• _What to work on_
Reproduce the records exactly through the line with "pub fn print_status(&self, view: &AppViewModel)".
◆ ◆ ◆ ◆
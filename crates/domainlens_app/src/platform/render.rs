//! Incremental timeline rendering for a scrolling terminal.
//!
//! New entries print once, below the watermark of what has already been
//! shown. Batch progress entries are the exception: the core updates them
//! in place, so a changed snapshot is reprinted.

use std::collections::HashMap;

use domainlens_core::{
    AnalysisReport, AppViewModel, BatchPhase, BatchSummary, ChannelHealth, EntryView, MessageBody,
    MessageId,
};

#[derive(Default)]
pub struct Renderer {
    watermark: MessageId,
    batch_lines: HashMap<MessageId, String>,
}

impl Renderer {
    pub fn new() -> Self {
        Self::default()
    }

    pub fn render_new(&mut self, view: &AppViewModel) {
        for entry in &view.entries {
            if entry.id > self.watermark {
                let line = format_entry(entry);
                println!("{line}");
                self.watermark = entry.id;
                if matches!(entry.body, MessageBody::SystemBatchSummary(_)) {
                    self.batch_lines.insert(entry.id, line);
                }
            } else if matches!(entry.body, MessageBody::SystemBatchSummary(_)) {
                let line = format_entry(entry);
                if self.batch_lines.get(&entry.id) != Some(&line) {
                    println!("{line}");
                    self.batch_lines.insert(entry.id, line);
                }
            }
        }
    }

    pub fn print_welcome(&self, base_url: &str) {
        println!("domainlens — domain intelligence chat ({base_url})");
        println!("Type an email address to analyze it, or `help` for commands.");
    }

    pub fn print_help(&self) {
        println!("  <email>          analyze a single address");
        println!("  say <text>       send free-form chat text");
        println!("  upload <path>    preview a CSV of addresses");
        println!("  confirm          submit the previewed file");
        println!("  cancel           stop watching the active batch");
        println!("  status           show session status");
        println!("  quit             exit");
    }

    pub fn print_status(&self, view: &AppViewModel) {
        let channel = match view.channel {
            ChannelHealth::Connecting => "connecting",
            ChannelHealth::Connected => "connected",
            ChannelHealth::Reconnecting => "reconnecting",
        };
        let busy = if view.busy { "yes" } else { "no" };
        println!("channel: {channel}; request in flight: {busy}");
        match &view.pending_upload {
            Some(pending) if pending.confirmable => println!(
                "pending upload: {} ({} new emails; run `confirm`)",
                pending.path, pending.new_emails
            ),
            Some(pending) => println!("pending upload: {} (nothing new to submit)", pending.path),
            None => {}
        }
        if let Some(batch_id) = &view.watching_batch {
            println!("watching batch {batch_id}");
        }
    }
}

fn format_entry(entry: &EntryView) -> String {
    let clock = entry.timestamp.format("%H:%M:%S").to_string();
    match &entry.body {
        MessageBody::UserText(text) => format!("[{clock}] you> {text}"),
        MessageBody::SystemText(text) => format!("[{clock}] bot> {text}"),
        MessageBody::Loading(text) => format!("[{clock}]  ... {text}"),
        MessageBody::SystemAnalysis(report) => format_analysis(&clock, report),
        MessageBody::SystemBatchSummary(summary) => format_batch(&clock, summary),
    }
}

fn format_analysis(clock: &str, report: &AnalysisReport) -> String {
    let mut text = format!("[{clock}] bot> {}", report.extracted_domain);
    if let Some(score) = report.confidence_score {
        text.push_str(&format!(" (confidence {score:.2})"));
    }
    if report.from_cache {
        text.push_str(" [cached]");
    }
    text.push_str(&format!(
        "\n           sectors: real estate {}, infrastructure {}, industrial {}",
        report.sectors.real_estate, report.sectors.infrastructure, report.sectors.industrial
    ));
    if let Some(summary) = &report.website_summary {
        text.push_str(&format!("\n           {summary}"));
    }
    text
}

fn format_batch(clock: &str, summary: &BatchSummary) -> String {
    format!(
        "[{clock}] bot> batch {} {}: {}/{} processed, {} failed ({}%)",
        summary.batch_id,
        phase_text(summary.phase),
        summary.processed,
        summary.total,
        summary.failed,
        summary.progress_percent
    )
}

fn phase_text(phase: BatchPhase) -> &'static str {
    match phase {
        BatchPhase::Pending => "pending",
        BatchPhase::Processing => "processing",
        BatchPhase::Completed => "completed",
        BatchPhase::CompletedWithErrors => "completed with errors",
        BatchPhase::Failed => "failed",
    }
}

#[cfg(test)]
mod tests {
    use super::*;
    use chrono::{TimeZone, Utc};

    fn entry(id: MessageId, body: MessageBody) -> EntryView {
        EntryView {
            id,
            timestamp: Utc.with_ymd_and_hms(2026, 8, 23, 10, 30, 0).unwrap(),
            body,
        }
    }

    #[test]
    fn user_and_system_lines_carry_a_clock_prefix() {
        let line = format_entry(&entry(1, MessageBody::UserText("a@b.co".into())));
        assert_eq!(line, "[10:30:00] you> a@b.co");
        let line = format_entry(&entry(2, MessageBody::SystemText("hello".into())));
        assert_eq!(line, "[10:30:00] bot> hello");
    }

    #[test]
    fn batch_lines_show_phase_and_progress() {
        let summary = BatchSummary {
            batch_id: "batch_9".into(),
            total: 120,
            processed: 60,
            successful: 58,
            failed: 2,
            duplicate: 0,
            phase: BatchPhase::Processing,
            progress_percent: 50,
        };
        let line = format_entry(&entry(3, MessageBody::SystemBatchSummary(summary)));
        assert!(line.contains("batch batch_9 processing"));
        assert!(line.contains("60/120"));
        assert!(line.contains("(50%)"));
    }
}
◆ ◆ ◆ ◆
• _Response to the task_
filename crates/domainlens_app/src/platform/render.rs
//! Incremental timeline rendering for a scrolling terminal.
//!
//! New entries print once, below the watermark of what has already been
//! shown. Batch progress entries are the exception: the core updates them
//! in place, so a changed snapshot is reprinted.

use std::collections::HashMap;

use domainlens_core::{
    AnalysisReport, AppViewModel, BatchPhase, BatchSummary, ChannelHealth, EntryView, MessageBody,
    MessageId,
};

#[derive(Default)]
pub struct Renderer {
    watermark: MessageId,
    batch_lines: HashMap<MessageId, String>,
}

impl Renderer {
    pub fn new() -> Self {
        Self::default()
    }

    pub fn render_new(&mut self, view: &AppViewModel) {
        for entry in &view.entries {
            if entry.id > self.watermark {
                let line = format_entry(entry);
                println!("{line}");
                self.watermark = entry.id;
                if matches!(entry.body, MessageBody::SystemBatchSummary(_)) {
                    self.batch_lines.insert(entry.id, line);
                }
            } else if matches!(entry.body, MessageBody::SystemBatchSummary(_)) {
                let line = format_entry(entry);
                if self.batch_lines.get(&entry.id) != Some(&line) {
                    println!("{line}");
                    self.batch_lines.insert(entry.id, line);
                }
            }
        }
    }

    pub fn print_welcome(&self, base_url: &str) {
        println!("domainlens — domain intelligence chat ({base_url})");
        println!("Type an email address to analyze it, or `help` for commands.");
    }

    pub fn print_help(&self) {
        println!("  <email>          analyze a single address");
        println!("  say <text>       send free-form chat text");
        println!("  upload <path>    preview a CSV of addresses");
        println!("  confirm          submit the previewed file");
        println!("  cancel           stop watching the active batch");
        println!("  status           show session status");
        println!("  quit             exit");
    }

    pub fn print_status(&self, view: &AppViewModel) {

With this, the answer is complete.